Lavori Pubblici

Nel nuovo codice più poteri di controllo all'Inps

«Nel nuovo codice degli appalti prevederemo delle forme di controllo per evitare che l'Inps possa intervenire solo successivamente e con controlli parziali sui cantieri«. È la promessa del viceministro alle infrastrutture, Riccardo Nencini, oggi a Bologna per partecipare a un incontro su edilizia e infrastrutture organizzato dal Feneal Emilia-Romagna, il sindacato dei lavoratori edili della uil. Tra i temi caldi della mattinata, proprio quello della legalità, a poche settimane dall'inchiesta «Aemilia» che ha evidenziato una profonda penetrazione delle cosche 'ndranghetististe nel tessuto produttivo regionale.

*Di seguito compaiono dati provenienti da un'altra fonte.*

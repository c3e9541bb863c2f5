//! オブジェクトストレージへのアップロード
//!
//! リクエスト署名は扱わない。バケットのエンドポイントに HTTP PUT し、
//! 必要ならアップロード用トークンを Bearer で付ける。

use crate::error::{MockupError, Result};
use std::path::Path;
use tracing::info;

/// アップロード先
#[allow(async_fn_in_trait)]
pub trait ObjectStore {
    /// 1ファイルを `key` に置き、公開 URL を返す
    async fn put_file(&self, local: &Path, key: &str) -> Result<String>;

    /// フォルダ直下のファイルを `prefix/<name>` に置く（フォルダがなければ空）
    async fn upload_folder(&self, dir: &Path, prefix: &str) -> Result<Vec<String>> {
        let mut urls = Vec::new();
        if !dir.is_dir() {
            return Ok(urls);
        }

        let mut files: Vec<_> = std::fs::read_dir(dir)?
            .filter_map(|e| e.ok())
            .map(|e| e.path())
            .filter(|p| p.is_file())
            .collect();
        files.sort();

        for file in files {
            let name = file
                .file_name()
                .map(|n| n.to_string_lossy().to_string())
                .unwrap_or_default();
            let key = format!("{}/{}", prefix.trim_end_matches('/'), name);
            urls.push(self.put_file(&file, &key).await?);
        }
        Ok(urls)
    }
}

/// 拡張子から Content-Type を決める
pub fn content_type_for(path: &Path) -> &'static str {
    let ext = path
        .extension()
        .map(|e| e.to_string_lossy().to_lowercase())
        .unwrap_or_default();
    match ext.as_str() {
        "png" => "image/png",
        "jpg" | "jpeg" => "image/jpeg",
        "webp" => "image/webp",
        "svg" => "image/svg+xml",
        "pdf" => "application/pdf",
        "json" => "application/json",
        _ => "application/octet-stream",
    }
}

/// HTTP PUT で書き込むバケットクライアント
pub struct BucketClient {
    http: reqwest::Client,
    bucket: String,
    endpoint: String,
    public_base_url: Option<String>,
    token: Option<String>,
}

impl BucketClient {
    /// `endpoint` 省略時は `https://<bucket>.s3.<region>.amazonaws.com`
    pub fn new(
        bucket: &str,
        region: &str,
        endpoint: Option<&str>,
        public_base_url: Option<&str>,
        token: Option<&str>,
    ) -> Result<Self> {
        let endpoint = endpoint
            .map(|e| e.trim_end_matches('/').to_string())
            .unwrap_or_else(|| format!("https://{}.s3.{}.amazonaws.com", bucket, region));
        Ok(Self {
            http: reqwest::Client::builder()
                .timeout(std::time::Duration::from_secs(120))
                .build()?,
            bucket: bucket.to_string(),
            endpoint,
            public_base_url: public_base_url
                .map(|u| u.trim_end_matches('/').to_string())
                .filter(|u| !u.is_empty()),
            token: token.map(String::from),
        })
    }

    /// 公開 URL（ベース URL がなければ `s3://bucket/key`）
    pub fn public_url(&self, key: &str) -> String {
        match &self.public_base_url {
            Some(base) => format!("{}/{}", base, key),
            None => format!("s3://{}/{}", self.bucket, key),
        }
    }
}

impl ObjectStore for BucketClient {
    async fn put_file(&self, local: &Path, key: &str) -> Result<String> {
        let body = std::fs::read(local)?;
        let mut request = self
            .http
            .put(format!("{}/{}", self.endpoint, key))
            .header(reqwest::header::CONTENT_TYPE, content_type_for(local))
            .body(body);
        if let Some(token) = &self.token {
            request = request.bearer_auth(token);
        }

        let response = request.send().await?;
        if !response.status().is_success() {
            return Err(MockupError::Upload(format!("{} -> HTTP {}", key, response.status())));
        }
        info!("アップロード: {}", key);
        Ok(self.public_url(key))
    }
}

«Vanno previste - spiega il viceministro - delle norme che consentano di conoscere che l'impresa che ha vinto quella quella gara d'appalto sia perfettamente in regola anche per quanto riguarda l'applicazione dei contratti e delle misure di piena tutela di chi lavora». Nel corso della mattinata di lavori il presidente di Confartigianato Bologna, Gianluca Muratori, ha proposto che gli enti locali adottino il criterio delle «white list» non solo in situazioni di emergenza (vedi il sisma che nel 2012 ha colpito l'Emilia-Romagna), ma anche nell'ordinaria gestione delle gare di appalto.
«È una proposta», ha commentato Nencini. «Siamo arrivati a un livello di controlli sulle imprese che vincono gli appalti talmente raffinato, proprio dopo i fatti legati all'Expo di Milano, che possiamo utilizzare sia quella proposta che altre alle quali stiamo lavorando».